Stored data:
•••

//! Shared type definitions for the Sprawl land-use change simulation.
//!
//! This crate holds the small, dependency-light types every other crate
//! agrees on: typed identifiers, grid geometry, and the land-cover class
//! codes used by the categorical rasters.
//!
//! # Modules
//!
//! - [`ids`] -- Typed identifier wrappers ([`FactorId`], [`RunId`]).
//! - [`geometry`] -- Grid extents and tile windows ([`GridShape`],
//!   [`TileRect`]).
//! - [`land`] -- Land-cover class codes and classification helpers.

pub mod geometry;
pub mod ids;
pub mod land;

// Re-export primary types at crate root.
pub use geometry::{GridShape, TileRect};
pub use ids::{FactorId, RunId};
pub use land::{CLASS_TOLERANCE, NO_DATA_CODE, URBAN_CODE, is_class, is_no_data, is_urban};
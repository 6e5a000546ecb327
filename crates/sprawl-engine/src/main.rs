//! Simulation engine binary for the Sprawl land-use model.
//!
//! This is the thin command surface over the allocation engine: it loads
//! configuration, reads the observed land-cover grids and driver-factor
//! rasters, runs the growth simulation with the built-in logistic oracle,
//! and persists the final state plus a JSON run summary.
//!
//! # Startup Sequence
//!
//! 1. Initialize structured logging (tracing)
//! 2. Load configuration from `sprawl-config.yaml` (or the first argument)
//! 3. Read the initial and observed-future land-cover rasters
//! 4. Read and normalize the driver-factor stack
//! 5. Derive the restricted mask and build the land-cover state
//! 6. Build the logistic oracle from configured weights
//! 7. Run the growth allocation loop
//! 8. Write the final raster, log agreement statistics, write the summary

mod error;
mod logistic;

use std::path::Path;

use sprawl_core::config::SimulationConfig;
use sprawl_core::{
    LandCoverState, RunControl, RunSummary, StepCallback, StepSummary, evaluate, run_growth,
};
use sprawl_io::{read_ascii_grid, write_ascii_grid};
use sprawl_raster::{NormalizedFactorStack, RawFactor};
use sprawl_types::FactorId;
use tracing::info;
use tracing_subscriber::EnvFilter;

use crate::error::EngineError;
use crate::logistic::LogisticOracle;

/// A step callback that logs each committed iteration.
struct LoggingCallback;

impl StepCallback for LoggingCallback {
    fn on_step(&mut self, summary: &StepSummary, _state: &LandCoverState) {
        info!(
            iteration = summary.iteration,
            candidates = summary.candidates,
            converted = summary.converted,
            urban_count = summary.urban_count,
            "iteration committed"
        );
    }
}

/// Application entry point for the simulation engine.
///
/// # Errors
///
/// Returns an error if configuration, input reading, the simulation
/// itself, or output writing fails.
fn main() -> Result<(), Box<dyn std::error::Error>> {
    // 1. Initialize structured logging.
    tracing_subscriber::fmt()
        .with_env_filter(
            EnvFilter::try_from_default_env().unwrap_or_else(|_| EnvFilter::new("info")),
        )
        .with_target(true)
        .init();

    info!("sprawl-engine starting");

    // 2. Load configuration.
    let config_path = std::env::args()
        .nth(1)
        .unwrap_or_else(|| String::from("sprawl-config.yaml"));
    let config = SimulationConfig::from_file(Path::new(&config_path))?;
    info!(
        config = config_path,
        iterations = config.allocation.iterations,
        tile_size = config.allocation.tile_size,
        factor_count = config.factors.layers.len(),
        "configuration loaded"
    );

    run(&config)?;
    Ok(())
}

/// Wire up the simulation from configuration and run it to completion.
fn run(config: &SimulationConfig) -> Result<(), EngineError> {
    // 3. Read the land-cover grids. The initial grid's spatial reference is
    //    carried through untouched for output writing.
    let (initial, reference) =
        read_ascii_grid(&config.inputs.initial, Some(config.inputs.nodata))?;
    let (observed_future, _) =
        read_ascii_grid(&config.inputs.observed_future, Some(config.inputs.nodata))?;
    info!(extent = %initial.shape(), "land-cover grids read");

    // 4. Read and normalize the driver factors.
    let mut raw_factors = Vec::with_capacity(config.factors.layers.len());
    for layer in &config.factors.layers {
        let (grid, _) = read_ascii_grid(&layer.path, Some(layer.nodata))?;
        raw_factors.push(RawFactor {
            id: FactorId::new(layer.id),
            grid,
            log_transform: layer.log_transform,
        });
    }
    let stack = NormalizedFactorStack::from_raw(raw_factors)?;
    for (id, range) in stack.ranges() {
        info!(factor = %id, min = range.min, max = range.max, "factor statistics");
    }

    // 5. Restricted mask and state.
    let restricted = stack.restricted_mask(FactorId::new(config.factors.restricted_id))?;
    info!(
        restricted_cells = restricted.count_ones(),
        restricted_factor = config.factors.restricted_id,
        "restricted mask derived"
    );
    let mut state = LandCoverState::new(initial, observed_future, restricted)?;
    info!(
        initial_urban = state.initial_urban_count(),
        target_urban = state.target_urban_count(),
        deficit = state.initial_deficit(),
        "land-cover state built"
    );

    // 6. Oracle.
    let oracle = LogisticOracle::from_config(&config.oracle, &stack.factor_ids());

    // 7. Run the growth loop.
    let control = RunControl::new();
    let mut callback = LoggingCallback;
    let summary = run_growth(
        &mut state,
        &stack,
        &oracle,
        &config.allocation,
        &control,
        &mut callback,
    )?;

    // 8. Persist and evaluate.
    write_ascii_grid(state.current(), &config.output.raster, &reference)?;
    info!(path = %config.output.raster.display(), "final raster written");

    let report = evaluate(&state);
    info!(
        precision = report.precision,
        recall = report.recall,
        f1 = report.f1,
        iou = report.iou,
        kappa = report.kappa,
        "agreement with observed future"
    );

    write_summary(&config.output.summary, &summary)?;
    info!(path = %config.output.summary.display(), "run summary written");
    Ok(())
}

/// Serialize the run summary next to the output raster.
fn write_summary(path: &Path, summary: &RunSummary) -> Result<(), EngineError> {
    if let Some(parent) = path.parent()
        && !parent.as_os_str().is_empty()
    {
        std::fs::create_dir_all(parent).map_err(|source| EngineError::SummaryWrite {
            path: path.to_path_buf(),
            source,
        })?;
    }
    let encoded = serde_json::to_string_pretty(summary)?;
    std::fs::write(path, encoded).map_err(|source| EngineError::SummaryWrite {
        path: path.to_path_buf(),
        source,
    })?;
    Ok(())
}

•••

YOUR ASSIGNMENT: Give every entry again, exactly as it reads.

YOUR SOLUTION:
//! Shared type definitions for the Sprawl land-use change simulation.
//!
//! This crate holds the small, dependency-light types every other crate
//! agrees on: typed identifiers, grid geometry, and the land-cover class
//! codes used by the categorical rasters.
//!
//! # Modules
//!
//! - [`ids`] -- Typed identifier wrappers ([`FactorId`], [`RunId`]).
//! - [`geometry`] -- Grid extents and tile windows ([`GridShape`],
//!   [`TileRect`]).
//! - [`land`] -- Land-cover class codes and classification helpers.

pub mod geometry;
pub mod ids;
pub mod land;

// Re-export primary types at crate root.
pub use geometry::{GridShape, TileRect};
pub use ids::{FactorId, RunId};
pub use land::{CLASS_TOLERANCE, NO_DATA_CODE, URBAN_CODE, is_class, is_no_data, is_urban};
repository 6e5a000546ecb327
filename crates/sprawl-engine/src/main.rs
//! Simulation engine binary for the Sprawl land-use model.
//!
//! This is the thin command surface over the allocation engine: it loads
//! configuration, reads the observed land-cover grids and driver-factor
//! rasters, runs the growth simulation with the built-in logistic oracle,
//! and persists the final state plus a JSON run summary.
//!
//! # Startup Sequence
//!
//! 1. Initialize structured logging (tracing)
//! 2. Load configuration from `sprawl-config.yaml` (or the first argument)
//! 3. Read the initial and observed-future land-cover rasters
//! 4. Read and normalize the driver-factor stack
//! 5. Derive the restricted mask and build the land-cover state
//! 6. Build the logistic oracle from configured weights
//! 7. Run the growth allocation loop
//! 8. Write the final raster, log agreement statistics, write the summary

mod error;
mod logistic;

use std::path::Path;

use sprawl_core::config::SimulationConfig;
use sprawl_core::{
    LandCoverState, RunControl, RunSummary, StepCallback, StepSummary, evaluate, run_growth,
};
use sprawl_io::{read_ascii_grid, write_ascii_grid};
use sprawl_raster::{NormalizedFactorStack, RawFactor};
use sprawl_types::FactorId;
use tracing::info;
use tracing_subscriber::EnvFilter;

use crate::error::EngineError;
use crate::logistic::LogisticOracle;

/// A step callback that logs each committed iteration.
struct LoggingCallback;

impl StepCallback for LoggingCallback {
    fn on_step(&mut self, summary: &StepSummary, _state: &LandCoverState) {
        info!(
            iteration = summary.iteration,
            candidates = summary.candidates,
            converted = summary.converted,
            urban_count = summary.urban_count,
            "iteration committed"
        );
    }
}

/// Application entry point for the simulation engine.
///
/// # Errors
///
/// Returns an error if configuration, input reading, the simulation
/// itself, or output writing fails.
fn main() -> Result<(), Box<dyn std::error::Error>> {
    // 1. Initialize structured logging.
    tracing_subscriber::fmt()
        .with_env_filter(
            EnvFilter::try_from_default_env().unwrap_or_else(|_| EnvFilter::new("info")),
        )
        .with_target(true)
        .init();

    info!("sprawl-engine starting");

    // 2. Load configuration.
    let config_path = std::env::args()
        .nth(1)
        .unwrap_or_else(|| String::from("sprawl-config.yaml"));
    let config = SimulationConfig::from_file(Path::new(&config_path))?;
    info!(
        config = config_path,
        iterations = config.allocation.iterations,
        tile_size = config.allocation.tile_size,
        factor_count = config.factors.layers.len(),
        "configuration loaded"
    );

    run(&config)?;
    Ok(())
}

/// Wire up the simulation from configuration and run it to completion.
fn run(config: &SimulationConfig) -> Result<(), EngineError> {
    // 3. Read the land-cover grids. The initial grid's spatial reference is
    //    carried through untouched for output writing.
    let (initial, reference) =
        read_ascii_grid(&config.inputs.initial, Some(config.inputs.nodata))?;
    let (observed_future, _) =
        read_ascii_grid(&config.inputs.observed_future, Some(config.inputs.nodata))?;
    info!(extent = %initial.shape(), "land-cover grids read");

    // 4. Read and normalize the driver factors.
    let mut raw_factors = Vec::with_capacity(config.factors.layers.len());
    for layer in &config.factors.layers {
        let (grid, _) = read_ascii_grid(&layer.path, Some(layer.nodata))?;
        raw_factors.push(RawFactor {
            id: FactorId::new(layer.id),
            grid,
            log_transform: layer.log_transform,
        });
    }
    let stack = NormalizedFactorStack::from_raw(raw_factors)?;
    for (id, range) in stack.ranges() {
        info!(factor = %id, min = range.min, max = range.max, "factor statistics");
    }

    // 5. Restricted mask and state.
    let restricted = stack.restricted_mask(FactorId::new(config.factors.restricted_id))?;
    info!(
        restricted_cells = restricted.count_ones(),
        restricted_factor = config.factors.restricted_id,
        "restricted mask derived"
    );
    let mut state = LandCoverState::new(initial, observed_future, restricted)?;
    info!(
        initial_urban = state.initial_urban_count(),
        target_urban = state.target_urban_count(),
        deficit = state.initial_deficit(),
        "land-cover state built"
    );

    // 6. Oracle.
    let oracle = LogisticOracle::from_config(&config.oracle, &stack.factor_ids());

    // 7. Run the growth loop.
    let control = RunControl::new();
    let mut callback = LoggingCallback;
    let summary = run_growth(
        &mut state,
        &stack,
        &oracle,
        &config.allocation,
        &control,
        &mut callback,
    )?;

    // 8. Persist and evaluate.
    write_ascii_grid(state.current(), &config.output.raster, &reference)?;
    info!(path = %config.output.raster.display(), "final raster written");

    let report = evaluate(&state);
    info!(
        precision = report.precision,
        recall = report.recall,
        f1 = report.f1,
        iou = report.iou,
        kappa = report.kappa,
        "agreement with observed future"
    );

    write_summary(&config.output.summary, &summary)?;
    info!(path = %config.output.summary.display(), "run summary written");
    Ok(())
}

/// Serialize the run summary next to the output raster.
fn write_summary(path: &Path, summary: &RunSummary) -> Result<(), EngineError> {
    if let Some(parent) = path.parent()
        && !parent.as_os_str().is_empty()
    {
        std::fs::create_dir_all(parent).map_err(|source| EngineError::SummaryWrite {
            path: path.to_path_buf(),
            source,
        })?;
    }
    let encoded = serde_json::to_string_pretty(summary)?;
    std::fs::write(path, encoded).map_err(|source| EngineError::SummaryWrite {
        path: path.to_path_buf(),
        source,
    })?;
    Ok(())
}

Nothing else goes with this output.